Collected data entries
• • • • •
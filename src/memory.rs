//! In-memory document implementing [`Host`].
//!
//! A flat arena of nodes with parent links, enough structure to exercise the
//! gate without a browser. Tests build pages with [`MemoryHost::append`] and
//! simulate typing with [`MemoryHost::type_text`], which fires input listeners
//! the same way the browser would.

#[cfg(test)]
#[path = "memory_test.rs"]
mod memory_test;

use std::cell::RefCell;
use std::rc::Rc;

use crate::host::{Cancelable, Host};

/// Handle to a node in a [`MemoryHost`].
#[derive(Clone, Copy, Debug, PartialEq, Eq, Hash)]
pub struct NodeId(usize);

struct Node {
    tag: String,
    id: Option<String>,
    classes: Vec<String>,
    parent: Option<NodeId>,
    input_type: String,
    value: String,
    shown: bool,
    listeners: Vec<Rc<dyn Fn()>>,
}

#[derive(Default)]
struct Document {
    nodes: Vec<Node>,
    cookies: String,
    navigations: Vec<String>,
}

/// Shared handle to an in-memory document.
#[derive(Clone, Default)]
pub struct MemoryHost {
    doc: Rc<RefCell<Document>>,
}

impl MemoryHost {
    #[must_use]
    pub fn new() -> Self {
        Self::default()
    }

    /// Append a `tag` node under `parent` (or at the root).
    pub fn append(&self, parent: Option<NodeId>, tag: &str) -> NodeId {
        let mut doc = self.doc.borrow_mut();
        let id = NodeId(doc.nodes.len());
        doc.nodes.push(Node {
            tag: tag.to_owned(),
            id: None,
            classes: Vec::new(),
            parent,
            input_type: if tag == "input" { "text".to_owned() } else { String::new() },
            value: String::new(),
            shown: true,
            listeners: Vec::new(),
        });
        id
    }

    /// Append a node and give it an `id` attribute.
    pub fn append_with_id(&self, parent: Option<NodeId>, tag: &str, id: &str) -> NodeId {
        let node = self.append(parent, tag);
        self.update(node, |n| n.id = Some(id.to_owned()));
        node
    }

    /// Read from `node`, or return `missing` for an id this document never
    /// handed out.
    fn read<T>(&self, node: NodeId, missing: T, f: impl FnOnce(&Node) -> T) -> T {
        self.doc.borrow().nodes.get(node.0).map_or(missing, f)
    }

    /// Modify `node`; ids from another document are ignored.
    fn update(&self, node: NodeId, f: impl FnOnce(&mut Node)) {
        match self.doc.borrow_mut().nodes.get_mut(node.0) {
            Some(entry) => f(entry),
            None => log::warn!("node {} is not in this document", node.0),
        }
    }

    pub fn has_class(&self, node: NodeId, class: &str) -> bool {
        self.read(node, false, |n| n.classes.iter().any(|c| c == class))
    }

    pub fn is_shown(&self, node: NodeId) -> bool {
        self.read(node, false, |n| n.shown)
    }

    /// Set an input's value without firing listeners (page load, autofill).
    pub fn set_value(&self, node: NodeId, value: &str) {
        self.update(node, |n| value.clone_into(&mut n.value));
    }

    /// Set an input's value and fire its input listeners, as a user edit would.
    pub fn type_text(&self, node: NodeId, value: &str) {
        let mut listeners = Vec::new();
        self.update(node, |n| {
            value.clone_into(&mut n.value);
            listeners.clone_from(&n.listeners);
        });
        for listener in listeners {
            listener();
        }
    }

    pub fn listener_count(&self, node: NodeId) -> usize {
        self.read(node, 0, |n| n.listeners.len())
    }

    pub fn set_cookies(&self, raw: &str) {
        raw.clone_into(&mut self.doc.borrow_mut().cookies);
    }

    /// Paths passed to [`Host::navigate`], oldest first.
    pub fn navigations(&self) -> Vec<String> {
        self.doc.borrow().navigations.clone()
    }
}

impl Host for MemoryHost {
    type Element = NodeId;

    fn element_by_id(&self, id: &str) -> Option<NodeId> {
        self.doc
            .borrow()
            .nodes
            .iter()
            .position(|n| n.id.as_deref() == Some(id))
            .map(NodeId)
    }

    fn elements_with_class(&self, class: &str) -> Vec<NodeId> {
        self.doc
            .borrow()
            .nodes
            .iter()
            .enumerate()
            .filter(|(_, n)| n.classes.iter().any(|c| c == class))
            .map(|(i, _)| NodeId(i))
            .collect()
    }

    fn text_inputs(&self, text_input_class: &str) -> Vec<NodeId> {
        self.doc
            .borrow()
            .nodes
            .iter()
            .enumerate()
            .filter(|(_, n)| n.tag == "input" || n.classes.iter().any(|c| c == text_input_class))
            .map(|(i, _)| NodeId(i))
            .collect()
    }

    fn parent(&self, element: &NodeId) -> Option<NodeId> {
        self.read(*element, None, |n| n.parent)
    }

    fn closest_with_class(&self, element: &NodeId, class: &str) -> Option<NodeId> {
        let doc = self.doc.borrow();
        let mut cursor = Some(*element);
        while let Some(node) = cursor {
            let entry = doc.nodes.get(node.0)?;
            if entry.classes.iter().any(|c| c == class) {
                return Some(node);
            }
            cursor = entry.parent;
        }
        None
    }

    fn add_class(&self, element: &NodeId, class: &str) {
        self.update(*element, |n| {
            if !n.classes.iter().any(|c| c == class) {
                n.classes.push(class.to_owned());
            }
        });
    }

    fn remove_class(&self, element: &NodeId, class: &str) {
        self.update(*element, |n| n.classes.retain(|c| c != class));
    }

    fn value(&self, element: &NodeId) -> String {
        self.read(*element, String::new(), |n| n.value.clone())
    }

    fn input_type(&self, element: &NodeId) -> String {
        self.read(*element, String::new(), |n| n.input_type.clone())
    }

    fn set_input_type(&self, element: &NodeId, kind: &str) {
        self.update(*element, |n| kind.clone_into(&mut n.input_type));
    }

    fn set_shown(&self, element: &NodeId, shown: bool) {
        self.update(*element, |n| n.shown = shown);
    }

    fn cookies(&self) -> String {
        self.doc.borrow().cookies.clone()
    }

    fn navigate(&self, path: &str) {
        self.doc.borrow_mut().navigations.push(path.to_owned());
    }

    fn on_input(&self, element: &NodeId, handler: Box<dyn Fn()>) {
        self.update(*element, |n| n.listeners.push(Rc::from(handler)));
    }
}

/// Submit event stand-in that records whether it was cancelled.
#[derive(Debug, Default)]
pub struct MemoryEvent {
    cancelled: std::cell::Cell<bool>,
}

impl MemoryEvent {
    #[must_use]
    pub fn new() -> Self {
        Self::default()
    }

    pub fn cancelled(&self) -> bool {
        self.cancelled.get()
    }
}

impl Cancelable for MemoryEvent {
    fn cancel(&self) {
        self.cancelled.set(true);
    }
}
• • • • •
_What is needed_:
In your response, give all the records again with nothing altered.

_Answer to the problem_:
filename src/memory.rs
//! In-memory document implementing [`Host`].
//!
//! A flat arena of nodes with parent links, enough structure to exercise the
//! gate without a browser. Tests build pages with [`MemoryHost::append`] and
//! simulate typing with [`MemoryHost::type_text`], which fires input listeners
//! the same way the browser would.

#[cfg(test)]
#[path = "memory_test.rs"]
mod memory_test;

use std::cell::RefCell;
use std::rc::Rc;

use crate::host::{Cancelable, Host};

/// Handle to a node in a [`MemoryHost`].
#[derive(Clone, Copy, Debug, PartialEq, Eq, Hash)]
pub struct NodeId(usize);

struct Node {
    tag: String,
    id: Option<String>,
    classes: Vec<String>,
    parent: Option<NodeId>,
    input_type: String,
    value: String,
    shown: bool,
    listeners: Vec<Rc<dyn Fn()>>,
}

#[derive(Default)]
struct Document {
    nodes: Vec<Node>,
    cookies: String,
    navigations: Vec<String>,
}

/// Shared handle to an in-memory document.
#[derive(Clone, Default)]
pub struct MemoryHost {
    doc: Rc<RefCell<Document>>,
}

impl MemoryHost {
    #[must_use]
    pub fn new() -> Self {
        Self::default()
    }

    /// Append a `tag` node under `parent` (or at the root).
    pub fn append(&self, parent: Option<NodeId>, tag: &str) -> NodeId {
        let mut doc = self.doc.borrow_mut();
        let id = NodeId(doc.nodes.len());
        doc.nodes.push(Node {
            tag: tag.to_owned(),
            id: None,
            classes: Vec::new(),
            parent,
            input_type: if tag == "input" { "text".to_owned() } else { String::new() },
            value: String::new(),
            shown: true,
            listeners: Vec::new(),
        });
        id
    }

    /// Append a node and give it an `id` attribute.
    pub fn append_with_id(&self, parent: Option<NodeId>, tag: &str, id: &str) -> NodeId {
        let node = self.append(parent, tag);
        self.update(node, |n| n.id = Some(id.to_owned()));
        node
    }

    /// Read from `node`, or return `missing` for an id this document never
    /// handed out.
    fn read<T>(&self, node: NodeId, missing: T, f: impl FnOnce(&Node) -> T) -> T {
        self.doc.borrow().nodes.get(node.0).map_or(missing, f)
    }

    /// Modify `node`; ids from another document are ignored.
    fn update(&self, node: NodeId, f: impl FnOnce(&mut Node)) {
        match self.doc.borrow_mut().nodes.get_mut(node.0) {
            Some(entry) => f(entry),
            None => log::warn!("node {} is not in this document", node.0),
        }
    }

    pub fn has_class(&self, node: NodeId, class: &str) -> bool {
        self.read(node, false, |n| n.classes.iter().any(|c| c == class))
    }

    pub fn is_shown(&self, node: NodeId) -> bool {
        self.read(node, false, |n| n.shown)
    }

    /// Set an input's value without firing listeners (page load, autofill).
    pub fn set_value(&self, node: NodeId, value: &str) {
        self.update(node, |n| value.clone_into(&mut n.value));
    }

    /// Set an input's value and fire its input listeners, as a user edit would.
    pub fn type_text(&self, node: NodeId, value: &str) {
        let mut listeners = Vec::new();
        self.update(node, |n| {
            value.clone_into(&mut n.value);
            listeners.clone_from(&n.listeners);
        });
        for listener in listeners {
            listener();
        }
    }

    pub fn listener_count(&self, node: NodeId) -> usize {
        self.read(node, 0, |n| n.listeners.len())
    }

    pub fn set_cookies(&self, raw: &str) {
        raw.clone_into(&mut self.doc.borrow_mut().cookies);
    }

    /// Paths passed to [`Host::navigate`], oldest first.
    pub fn navigations(&self) -> Vec<String> {
        self.doc.borrow().navigations.clone()
    }
}

impl Host for MemoryHost {
    type Element = NodeId;

    fn element_by_id(&self, id: &str) -> Option<NodeId> {
        self.doc
            .borrow()
            .nodes
            .iter()
            .position(|n| n.id.as_deref() == Some(id))
            .map(NodeId)
    }

    fn elements_with_class(&self, class: &str) -> Vec<NodeId> {
        self.doc
            .borrow()
            .nodes
            .iter()
            .enumerate()
            .filter(|(_, n)| n.classes.iter().any(|c| c == class))
            .map(|(i, _)| NodeId(i))
            .collect()
    }

    fn text_inputs(&self, text_input_class: &str) -> Vec<NodeId> {
        self.doc
            .borrow()
            .nodes
            .iter()
            .enumerate()
            .filter(|(_, n)| n.tag == "input" || n.classes.iter().any(|c| c == text_input_class))
            .map(|(i, _)| NodeId(i))
            .collect()
    }

    fn parent(&self, element: &NodeId) -> Option<NodeId> {
        self.read(*element, None, |n| n.parent)
    }

    fn closest_with_class(&self, element: &NodeId, class: &str) -> Option<NodeId> {
        let doc = self.doc.borrow();
        let mut cursor = Some(*element);
        while let Some(node) = cursor {
            let entry = doc.nodes.get(node.0)?;
            if entry.classes.iter().any(|c| c == class) {
                return Some(node);
            }
            cursor = entry.parent;
        }
        None
    }

    fn add_class(&self, element: &NodeId, class: &str) {
        self.update(*element, |n| {
            if !n.classes.iter().any(|c| c == class) {
                n.classes.push(class.to_owned());
            }
        });
    }

    fn remove_class(&self, element: &NodeId, class: &str) {
        self.update(*element, |n| n.classes.retain(|c| c != class));
    }

    fn value(&self, element: &NodeId) -> String {
        self.read(*element, String::new(), |n| n.value.clone())
    }

    fn input_type(&self, element: &NodeId) -> String {
        self.read(*element, String::new(), |n| n.input_type.clone())
    }

    fn set_input_type(&self, element: &NodeId, kind: &str) {
        self.update(*element, |n| kind.clone_into(&mut n.input_type));
    }

    fn set_shown(&self, element: &NodeId, shown: bool) {
        self.update(*element, |n| n.shown = shown);
    }

    fn cookies(&self) -> String {
        self.doc.borrow().cookies.clone()
    }

    fn navigate(&self, path: &str) {
        self.doc.borrow_mut().navigations.push(path.to_owned());
    }

    fn on_input(&self, element: &NodeId, handler: Box<dyn Fn()>) {
        self.update(*element, |n| n.listeners.push(Rc::from(handler)));
    }
}

/// Submit event stand-in that records whether it was cancelled.
#[derive(Debug, Default)]
pub struct MemoryEvent {
    cancelled: std::cell::Cell<bool>,
}

impl MemoryEvent {
    #[must_use]
    pub fn new() -> Self {
        Self::default()
    }

    pub fn cancelled(&self) -> bool {
        self.cancelled.get()
    }
}

impl Cancelable for MemoryEvent {
    fn cancel(&self) {
        self.cancelled.set(true);
    }
}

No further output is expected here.